This document demonstrates a minimalist example of how to write a CHAP-compatible forecasting model. The example is written in R, uses few variables without any lag and a standard machine learning model. It simply learns a linear regression from rain and temperature to disease cases in the same month, without considering any previous disease or climate data. It also assumes and works only with a single region. The model is not meant to accurately capture any interesting relations - the purpose is just to show how CHAP integration works in a simplest possible setting.
Before getting a new model to work as part of CHAP, it can be useful to develop and debug it while running it directly a small dataset from file.
The example can be run in isolation (e.g. from the command line) using the file isolated_run.py:
RScript isolated_run.r
This file only contains two code lines:
- A call to a function "train", which trains a model from an input file "trainData.csv" and stores the trained model in a file "model.bin":
train_chap("input/trainData.csv", "output/model.bin")- A call to a function "predict" uses the stored model to forecast future disease cases (to a file "predictions.csv") based on input data on future climate predictions (from a file futureClimateData.csv):
predict_chap("output/model.bin", "input/trainData.csv", "input/futureClimateData.csv", "output/predictions.csv")The example uses a minimalist input data containing rainfall, temperature and disease cases for a single region and two time points ("traindata.csv"):
time_period,rainfall,mean_temperature,disease_cases,location
2023-05,10,30,200,loc1
2023-06,2,30,100,loc1
2023-06,1,35,100,loc1The file "train.r" contains the code to train a model.

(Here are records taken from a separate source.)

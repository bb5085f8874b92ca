//! Parameter resolution for the `ocr_text` method.
//!
//! Extracts and validates the method-specific fields from the generic
//! parameter map: image source selection with its mutual-exclusivity
//! rules, the format enumeration, language and output defaults, and local
//! path normalisation. Everything here fails with `-32602` before any
//! collaborator is touched.

use std::path::PathBuf;

use ocrtool_protocol::{ProtocolError, RpcRequest};

use crate::image::ImageSource;

/// The accepted values of the `format` parameter, in hint order.
pub const FORMAT_OPTIONS: &[&str] = &[
    "text",
    "simple",
    "table",
    "markdown",
    "auto",
    "full",
    "structured",
];

/// Default language list when `lang` is absent, split on `+`.
const DEFAULT_LANGUAGES: &str = "zh+en";

/// Requested output rendering.
#[derive(Debug, Clone, Copy, PartialEq, Eq)]
pub enum OutputFormat {
    /// Plain line texts.
    Text,
    /// Alias of [`OutputFormat::Text`].
    Simple,
    /// Markdown table with bounding boxes.
    Table,
    /// Alias of [`OutputFormat::Table`].
    Markdown,
    /// `Text` for a single line, `Table` otherwise.
    Auto,
    /// Full pretty-printed JSON-RPC envelope.
    Full,
    /// Alias of [`OutputFormat::Full`].
    Structured,
}

impl OutputFormat {
    /// Parses a format value case-insensitively.
    ///
    /// # Errors
    ///
    /// Returns an invalid-params error carrying a hint listing
    /// [`FORMAT_OPTIONS`] when the value is not in the enumeration.
    pub fn parse(value: &str) -> Result<Self, ProtocolError> {
        match value.to_ascii_lowercase().as_str() {
            "text" => Ok(Self::Text),
            "simple" => Ok(Self::Simple),
            "table" => Ok(Self::Table),
            "markdown" => Ok(Self::Markdown),
            "auto" => Ok(Self::Auto),
            "full" => Ok(Self::Full),
            "structured" => Ok(Self::Structured),
            _ => Err(ProtocolError::invalid_params_with_hint(
                format!("Invalid value for 'format': '{value}'"),
                format!("Allowed values are: {}", FORMAT_OPTIONS.join(", ")),
            )),
        }
    }
}

/// A fully validated `ocr_text` request, ready for the pipeline.
#[derive(Debug, Clone)]
pub struct ResolvedOcrRequest {
    /// The single selected image source.
    pub source: ImageSource,
    /// Ordered recognition language tags.
    pub languages: Vec<String>,
    /// Whether to use the engine's enhanced recognition level.
    pub enhanced: bool,
    /// Requested rendering; absent means the full envelope.
    pub format: Option<OutputFormat>,
    /// Render output lines as source-code comments.
    pub insert_as_comment: bool,
    /// Comment style language for comment rendering.
    pub comment_language: String,
}

/// Resolves the parameter map of an `ocr_text` request.
///
/// String-typed parameters only: a field carrying any other value shape is
/// treated as absent. Presence means non-empty after trimming.
///
/// # Errors
///
/// Returns a `-32602` [`ProtocolError`] when the source selection rules or
/// the format enumeration are violated.
pub fn resolve(request: &RpcRequest) -> Result<ResolvedOcrRequest, ProtocolError> {
    let image_path = request
        .param_str("image")
        .or_else(|| request.param_str("image_path"))
        .map(str::trim)
        .filter(|value| !value.is_empty());
    let url = request
        .param_str("url")
        .map(str::trim)
        .filter(|value| !value.is_empty());
    let base64 = request
        .param_str("base64")
        .map(str::trim)
        .filter(|value| !value.is_empty());

    // The dedicated image+url guard runs first so the common user error of
    // supplying both gets its specific message, whatever base64 says.
    if image_path.is_some() && url.is_some() {
        return Err(ProtocolError::invalid_params(
            "Conflicting parameters: use only one of 'image'/'image_path' or 'url'.",
        ));
    }

    let provided = [&image_path, &url, &base64]
        .iter()
        .filter(|value| value.is_some())
        .count();
    if provided != 1 {
        return Err(ProtocolError::invalid_params(
            "Exactly one of 'image'/'image_path', 'url', or 'base64' must be provided.",
        ));
    }

    let format = request
        .param_str("format")
        .map(OutputFormat::parse)
        .transpose()?;

    let source = if let Some(path) = image_path {
        ImageSource::Path(normalise_path(path))
    } else if let Some(address) = url {
        ImageSource::Url(address.to_owned())
    } else {
        // `provided == 1` leaves base64 as the only remaining option.
        ImageSource::Base64(base64.unwrap_or_default().to_owned())
    };

    let languages = request
        .param_str("lang")
        .unwrap_or(DEFAULT_LANGUAGES)
        .split('+')
        .map(str::to_owned)
        .collect();

    Ok(ResolvedOcrRequest {
        source,
        languages,
        enhanced: request.param_bool("enhanced").unwrap_or(true),
        format,
        insert_as_comment: request.param_bool("output.insertAsComment").unwrap_or(false),
        comment_language: request
            .param_str("output.language")
            .unwrap_or("python")
            .to_owned(),
    })
}

/// Normalises a user-supplied image path.
///
/// A leading `~` expands to the user's home directory; relative paths are
/// resolved against the current working directory. Runs before acquisition
/// ever sees the path.
fn normalise_path(raw: &str) -> PathBuf {
    let expanded = raw
        .strip_prefix('~')
        .and_then(|rest| {
            dirs::home_dir().map(|home| home.join(rest.trim_start_matches('/')))
        })
        .unwrap_or_else(|| PathBuf::from(raw));

    if expanded.is_absolute() {
        expanded
    } else {
        std::env::current_dir()
            .map(|cwd| cwd.join(&expanded))
            .unwrap_or(expanded)
    }
}
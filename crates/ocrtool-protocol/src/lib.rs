//! Wire types for the OCR JSON-RPC protocol.
//!
//! This crate defines the value model, request schema, response envelopes
//! and error taxonomy shared between the daemon and its tests. It contains
//! no I/O: parsing consumes a single line of text and every type serialises
//! to exactly the shape written on the wire.
//!
//! The parameter space of the protocol is deliberately narrow. Parameters
//! arrive as JSON scalars or nested objects, never arrays or floating-point
//! numbers; [`value::JsonValue`] encodes that restriction in the type
//! system so call sites match exhaustively instead of probing a dynamic
//! document.

pub mod error;
pub mod ocr;
pub mod request;
pub mod response;
pub mod value;

pub use error::ProtocolError;
pub use ocr::{BoundingBox, OcrLine, OcrResult};
pub use request::RpcRequest;
pub use response::{ErrorEnvelope, JSONRPC_VERSION, ResultEnvelope, RpcErrorBody};
pub use value::JsonValue;
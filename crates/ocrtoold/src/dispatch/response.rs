//! Serialisation of responses onto the primary stream.
//!
//! The writer owns the output handle for the lifetime of the session and
//! flushes after every response so a downstream reader observes one
//! complete response before the next request is read. Passing the handle
//! in explicitly (rather than printing to the process stdout) lets tests
//! capture output without redirection.

use std::io::{self, Write};

use serde::Serialize;
use thiserror::Error;

use ocrtool_protocol::{ErrorEnvelope, JsonValue, ProtocolError};

/// Failures while writing a response.
///
/// These are logged and survived; no write failure terminates the session
/// loop.
#[derive(Debug, Error)]
pub enum ResponseError {
    /// The underlying stream rejected the write.
    #[error("failed to write response: {0}")]
    Io(#[from] io::Error),
    /// The payload could not be serialised.
    #[error("failed to serialise response: {0}")]
    Serialise(#[from] serde_json::Error),
}

/// Writer that serialises responses to the primary stream.
#[derive(Debug)]
pub struct ResponseWriter<W> {
    writer: W,
}

impl<W: Write> ResponseWriter<W> {
    /// Wraps the given output stream.
    pub fn new(writer: W) -> Self {
        Self { writer }
    }

    /// Writes an envelope as a single line and flushes.
    pub fn write_envelope<T: Serialize>(&mut self, envelope: &T) -> Result<(), ResponseError> {
        serde_json::to_writer(&mut self.writer, envelope)?;
        self.finish_line()
    }

    /// Writes an envelope pretty-printed (the `full` rendering) and
    /// flushes.
    pub fn write_pretty<T: Serialize>(&mut self, envelope: &T) -> Result<(), ResponseError> {
        let rendered = serde_json::to_string_pretty(envelope)?;
        self.writer.write_all(rendered.as_bytes())?;
        self.finish_line()
    }

    /// Writes already-rendered text followed by a newline and flushes.
    pub fn write_text(&mut self, text: &str) -> Result<(), ResponseError> {
        self.writer.write_all(text.as_bytes())?;
        self.finish_line()
    }

    /// Writes an error envelope echoing the given id.
    pub fn write_error(
        &mut self,
        id: Option<JsonValue>,
        error: &ProtocolError,
    ) -> Result<(), ResponseError> {
        self.write_envelope(&ErrorEnvelope::new(id, error))
    }

    fn finish_line(&mut self) -> Result<(), ResponseError> {
        self.writer.write_all(b"\n")?;
        self.writer.flush()?;
        Ok(())
    }
}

It reads in training data from a csv file to a data frame. It learns a linear regression from rainfall and mean_temperature (X) to disease_cases (Y). The trained model is stored to file using saveRDS:
train_chap <- function(csv_fn, model_fn) {
df <- read_csv(csv_fn)
df$disease_cases[is.na(df$disease_cases)] <- 0
model <- lm(disease_cases ~ rainfall + mean_temperature, data = df)
saveRDS(model, file=model_fn)
}
A minimalist future (predicted) climate data is provided in a file "futureClimateData.csv". This file contains climate data for what is considered to be future periods (weather forecasts). It naturally contains no disease data):
time_period,rainfall,mean_temperature,location
2023-07,20,20,loc1
2023-08,30,20,loc1
2023-09,30,30,loc1
The file "predict.py" contains the code to forecast disease cases ahead in time based on future climate data (weather forecasts) and a previously trained model read from file. The disease forecasts are stored as a column in a csv file predictions_fn:
predict_chap <- function(model_fn, historic_data_fn, future_climatedata_fn, predictions_fn) {
df <- read.csv(future_climatedata_fn)
X <- df[, c("rainfall", "mean_temperature"), drop = FALSE]
model <- readRDS(model_fn) # Assumes the model was saved using saveRDS
y_pred <- predict(model, newdata = X)
df$sample_0 <- y_pred
write.csv(df, predictions_fn, row.names = FALSE)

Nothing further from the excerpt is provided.